What to produce: Every line in the data below that has the word "AABB" should be returned.

━━━━━ Input data

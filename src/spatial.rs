//! Spatial index over projected district centroids.
//!
//! Answers the window-subset query behind the outline map with an R-tree
//! instead of a linear scan.

use geo::Centroid;
use rstar::{RTree, RTreeObject, AABB};
use serde::{Deserialize, Serialize};
use tracing::{info, warn};

use crate::models::EnrichedDistrict;

/// Rectangular selection window in projected meters. Bounds are inclusive.
#[derive(Debug, Clone, Copy, Serialize, Deserialize)]
pub struct MapWindow {
    pub min_x: f64,
    pub min_y: f64,
    pub max_x: f64,
    pub max_y: f64,
}

impl MapWindow {
    pub fn contains(&self, x: f64, y: f64) -> bool {
        x >= self.min_x && x <= self.max_x && y >= self.min_y && y <= self.max_y
    }
}

/// Wrapper for R-tree indexing of district centroids.
struct IndexedCentroid {
    district: usize,
    envelope: AABB<[f64; 2]>,
}

impl RTreeObject for IndexedCentroid {
    type Envelope = AABB<[f64; 2]>;

    fn envelope(&self) -> Self::Envelope {
        self.envelope
    }
}

/// Centroid index answering window-subset queries.
pub struct DistrictWindowIndex {
    tree: RTree<IndexedCentroid>,
}

impl DistrictWindowIndex {
    /// Build the index. Districts with no centroid (empty geometry) are
    /// skipped with a warning and never match a window.
    pub fn build(districts: &[EnrichedDistrict]) -> Self {
        let mut indexed = Vec::with_capacity(districts.len());
        for (i, district) in districts.iter().enumerate() {
            match district.geometry.centroid() {
                Some(point) => indexed.push(IndexedCentroid {
                    district: i,
                    envelope: AABB::from_point([point.x(), point.y()]),
                }),
                None => warn!(
                    "District {} has no centroid; excluded from window queries",
                    district.key
                ),
            }
        }
        let tree = RTree::bulk_load(indexed);
        info!("Centroid index built with {} entries", tree.size());
        Self { tree }
    }

    /// Indices of districts whose centroid lies inside the window, ascending.
    pub fn within(&self, window: &MapWindow) -> Vec<usize> {
        let envelope = AABB::from_corners(
            [window.min_x, window.min_y],
            [window.max_x, window.max_y],
        );
        let mut hits: Vec<usize> = self
            .tree
            .locate_in_envelope_intersecting(&envelope)
            .map(|ic| ic.district)
            .collect();
        hits.sort_unstable();
        hits
    }

    pub fn len(&self) -> usize {
        self.tree.size()
    }

    pub fn is_empty(&self) -> bool {
        self.tree.size() == 0
    }
}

━━━━━━━━━━

Result for this exercise:
use rstar::{RTree, RTreeObject, AABB};
    envelope: AABB<[f64; 2]>,
    type Envelope = AABB<[f64; 2]>;
                    envelope: AABB::from_point([point.x(), point.y()]),
        let envelope = AABB::from_corners(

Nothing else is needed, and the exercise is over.